For a moment, he thought about The Abyss and given Pegasus' track record, he wouldn't put it past this place to have an entire society of aliens living at the bottom of the ocean. His moment of dark humor passed. In Pegasus, people sometimes died in the weirdest damned ways. It was a fact of life that drove him near crazy sometimes. Guns, bad guys and badass aliens he could handle, but weird shadow beings, experiments gone awry, killer storms and any other crazy, unpredictable hazard kept him awake at nights. Now, he honestly wondered what the crippled jumper would face in the depths of Lantea's oceans. Some sort of funky sea monster that would turn it into a quick meal? If it wasn't the fate of two of his people he was contemplating, John might have found the situation funny… in a weird, off the wall, Pegasus sort of way because only in Pegasus would you get eaten, jumper and all, by an alien Loch Ness Monster.

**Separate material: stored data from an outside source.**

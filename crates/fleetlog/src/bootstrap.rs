use fleetlog_core::settings::Settings;
use fleetlog_data::analysis::ScanOptions;
use tracing_subscriber::{fmt, prelude::*, EnvFilter};

// ── Logging bootstrap ──────────────────────────────────────────────────────────

/// Map a CLI level name (`DEBUG`, `INFO`, `WARNING`, `ERROR`) to a tracing
/// filter directive. Unknown names pass through unchanged.
pub fn level_directive(log_level: &str) -> String {
    match log_level.to_uppercase().as_str() {
        "DEBUG" => "debug".to_string(),
        "INFO" => "info".to_string(),
        "WARNING" => "warn".to_string(),
        "ERROR" => "error".to_string(),
        _ => log_level.to_lowercase(),
    }
}

/// Initialise the global `tracing` subscriber.
///
/// Log output goes to stderr so the console summary on stdout stays clean.
/// Falls back to `"info"` if the level string is not recognised.
pub fn setup_logging(log_level: &str) -> anyhow::Result<()> {
    let filter =
        EnvFilter::try_new(level_directive(log_level)).unwrap_or_else(|_| EnvFilter::new("info"));

    let subscriber = fmt::layer()
        .with_target(false)
        .with_thread_ids(false)
        .with_writer(std::io::stderr);

    tracing_subscriber::registry()
        .with(filter)
        .with(subscriber)
        .init();

    Ok(())
}

// ── Scan options ───────────────────────────────────────────────────────────────

/// Validate `settings` into the options used by the scan pipeline.
pub fn scan_options(settings: &Settings) -> anyhow::Result<ScanOptions> {
    Ok(ScanOptions {
        extension: settings.extension.clone(),
        exclude_name: settings.output_file_name(),
        filter: settings.filter_config()?,
    })
}

// ── Tests ──────────────────────────────────────────────────────────────────────
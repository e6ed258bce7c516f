//! Donor log positions.
//!
//! A donor's operation history is totally ordered. A position in it is an
//! `OpTime`: the oplog timestamp plus the election term it was written
//! under. Positions from the same donor are monotonic over time absent a
//! rollback, so ordered comparisons are meaningful.

use std::fmt;

use serde::{Deserialize, Serialize};

/// An oplog timestamp: seconds since epoch plus an increment that orders
/// entries within the same second.
#[derive(
    Debug, Clone, Copy, PartialEq, Eq, PartialOrd, Ord, Hash, Serialize, Deserialize, Default,
)]
pub struct Timestamp {
    pub secs: u32,
    pub inc: u32,
}

impl Timestamp {
    pub const fn new(secs: u32, inc: u32) -> Self {
        Self { secs, inc }
    }
}

impl fmt::Display for Timestamp {
    fn fmt(&self, f: &mut fmt::Formatter<'_>) -> fmt::Result {
        write!(f, "{}:{}", self.secs, self.inc)
    }
}

/// A position in a donor's log: (timestamp, term).
///
/// Field order matters: the derived `Ord` compares the timestamp first and
/// the term second, which is the donor's total order.
#[derive(
    Debug, Clone, Copy, PartialEq, Eq, PartialOrd, Ord, Hash, Serialize, Deserialize, Default,
)]
pub struct OpTime {
    pub timestamp: Timestamp,
    pub term: i64,
}

impl OpTime {
    pub const fn new(timestamp: Timestamp, term: i64) -> Self {
        Self { timestamp, term }
    }
}

impl fmt::Display for OpTime {
    fn fmt(&self, f: &mut fmt::Formatter<'_>) -> fmt::Result {
        write!(f, "({}, t{})", self.timestamp, self.term)
    }
}
//! Named synchronization gates for deterministic test control.
//!
//! A workflow step checks its named gate; if the gate is armed the step
//! increments the gate's entered counter and suspends until the gate is
//! disarmed. Harnesses arm gates, wait for a step to arrive, mutate the
//! world, then disarm. Production paths carry no dependency on this
//! module: the registry is injected as an optional hook and an absent
//! registry makes every check a no-op.

use std::collections::HashMap;
use std::sync::{Arc, Mutex};

use tokio::sync::watch;

/// Arming mode of a gate.
#[derive(Debug, Clone, Copy, PartialEq, Eq)]
pub enum GateMode {
    /// Entries pass straight through.
    Off,
    /// Every entry suspends until the mode changes.
    AlwaysOn,
    /// The next `n` entries suspend; later entries pass through.
    Times(u32),
}

#[derive(Debug, Clone)]
struct GateState {
    mode: GateMode,
    entered: u64,
}

/// One named gate. Cheap to share; all methods take `&self`.
pub struct FailGate {
    name: String,
    state: watch::Sender<GateState>,
}

impl FailGate {
    fn new(name: &str) -> Self {
        let (state, _) = watch::channel(GateState {
            mode: GateMode::Off,
            entered: 0,
        });
        Self {
            name: name.to_string(),
            state,
        }
    }

    pub fn name(&self) -> &str {
        &self.name
    }

    /// Arm or disarm the gate. Returns the entered count at the time of
    /// the call, so harnesses can wait for `count + n` further entries.
    pub fn set_mode(&self, mode: GateMode) -> u64 {
        let mut entered = 0;
        self.state.send_modify(|state| {
            entered = state.entered;
            state.mode = mode;
        });
        entered
    }

    /// Entered count so far.
    pub fn entered(&self) -> u64 {
        self.state.borrow().entered
    }

    /// Record an entry and, if the gate is armed, suspend until the mode
    /// changes to [`GateMode::Off`]. A `Times(n)` gate arms the first `n`
    /// entries; `set_mode` is the only disarm path for a suspended entry.
    pub async fn enter(&self) {
        let mut armed = false;
        self.state.send_modify(|state| {
            state.entered += 1;
            match state.mode {
                GateMode::Off => {}
                GateMode::AlwaysOn => armed = true,
                GateMode::Times(0) => state.mode = GateMode::Off,
                GateMode::Times(n) => {
                    armed = true;
                    state.mode = GateMode::Times(n - 1);
                }
            }
        });
        if !armed {
            return;
        }
        let mut rx = self.state.subscribe();
        while rx.borrow_and_update().mode != GateMode::Off {
            if rx.changed().await.is_err() {
                return;
            }
        }
    }

    /// Suspend until the entered counter reaches `count`.
    pub async fn wait_for_entered(&self, count: u64) {
        let mut rx = self.state.subscribe();
        while rx.borrow_and_update().entered < count {
            if rx.changed().await.is_err() {
                return;
            }
        }
    }
}

/// Registry of named gates. Gates are created on first lookup so harness
/// and workflow sides need no registration order.
#[derive(Default)]
pub struct FailGateRegistry {
    gates: Mutex<HashMap<String, Arc<FailGate>>>,
}

impl FailGateRegistry {
    pub fn new() -> Self {
        Self::default()
    }

    pub fn find(&self, name: &str) -> Arc<FailGate> {
        let mut gates = self.gates.lock().expect("fail gate registry poisoned");
        gates
            .entry(name.to_string())
            .or_insert_with(|| Arc::new(FailGate::new(name)))
            .clone()
    }
}
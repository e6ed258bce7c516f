//! Point-in-time reads against a donor's timeline: the newest log
//! position and the session-transaction table.

use serde::{Deserialize, Serialize};
use uuid::Uuid;

use crate::donor::connection::{DonorConnection, QueryError};
use crate::optime::OpTime;

/// Durable state of one session transaction on the donor.
#[derive(Debug, Clone, Copy, PartialEq, Eq, Serialize, Deserialize)]
pub enum TransactionState {
    InProgress,
    Committed,
    Aborted,
}

/// One donor session-transaction record.
#[derive(Debug, Clone, PartialEq, Serialize, Deserialize)]
pub struct TransactionRecord {
    pub session_id: Uuid,
    pub txn_number: i64,
    /// First log position the transaction wrote at. Absent for records
    /// that never recorded a start.
    pub start_position: Option<OpTime>,
    pub last_write_position: OpTime,
    pub state: TransactionState,
}

/// The donor's newest log position.
pub async fn latest_position(conn: &dyn DonorConnection) -> Result<OpTime, QueryError> {
    conn.latest_log_position().await
}

/// Session-transaction records currently in progress on the donor.
pub async fn in_progress_transactions(
    conn: &dyn DonorConnection,
) -> Result<Vec<TransactionRecord>, QueryError> {
    conn.transactions_in_state(TransactionState::InProgress).await
}

/// Earliest start position among in-progress records. Records without a
/// recorded start are skipped.
pub fn earliest_open_transaction(records: &[TransactionRecord]) -> Option<OpTime> {
    records
        .iter()
        .filter(|record| record.state == TransactionState::InProgress)
        .filter_map(|record| record.start_position)
        .min()
}

#[cfg(test)]
mod tests {
    use super::*;
    use crate::optime::Timestamp;

    fn record(start: Option<OpTime>, state: TransactionState) -> TransactionRecord {
        TransactionRecord {
            session_id: Uuid::new_v4(),
            txn_number: 1,
            start_position: start,
            last_write_position: OpTime::new(Timestamp::new(9, 9), 1),
            state,
        }
    }

    #[test]
    fn earliest_open_transaction_picks_minimum_in_progress_start() {
        let records = vec![
            record(
                Some(OpTime::new(Timestamp::new(7, 1), 1)),
                TransactionState::InProgress,
            ),
            record(
                Some(OpTime::new(Timestamp::new(3, 1), 1)),
                TransactionState::InProgress,
            ),
            record(
                Some(OpTime::new(Timestamp::new(1, 1), 1)),
                TransactionState::Committed,
            ),
        ];
        assert_eq!(
            earliest_open_transaction(&records),
            Some(OpTime::new(Timestamp::new(3, 1), 1))
        );
    }

    #[test]
    fn earliest_open_transaction_skips_records_without_start() {
        let records = vec![record(None, TransactionState::InProgress)];
        assert_eq!(earliest_open_transaction(&records), None);
    }

    #[test]
    fn earliest_open_transaction_empty_when_nothing_in_progress() {
        assert_eq!(earliest_open_transaction(&[]), None);
        let records = vec![record(
            Some(OpTime::new(Timestamp::new(2, 1), 1)),
            TransactionState::Aborted,
        )];
        assert_eq!(earliest_open_transaction(&records), None);
    }
}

But nothing about that prospect was humorous to him whatsoever.
His thoughts shifted as his mind turned over the problem. If Six was powerless and disabled, how exactly would they be able to rescue McKay and Griffin? It's not like the jumper could pull itself out and with the Daedalus between galaxies on the way back to Earth, beaming was out of the question. So he'd have to find a way to grab onto the jumper and pull them to the surface.
Crap. They didn't have any sort of set up that was even remotely capable of doing that. Okay, John nodded to himself, time to improvise. It's not like they didn't have a city full of brilliant scientists and all their equipment. John blinked quickly as he mentally started reviewing through what he knew was in the city's inventory. He had no idea what he'd think of, or find in the city stores, or even how they'd get to McKay and Griffin, once they even managed to find them, but he'd think of something. He had to.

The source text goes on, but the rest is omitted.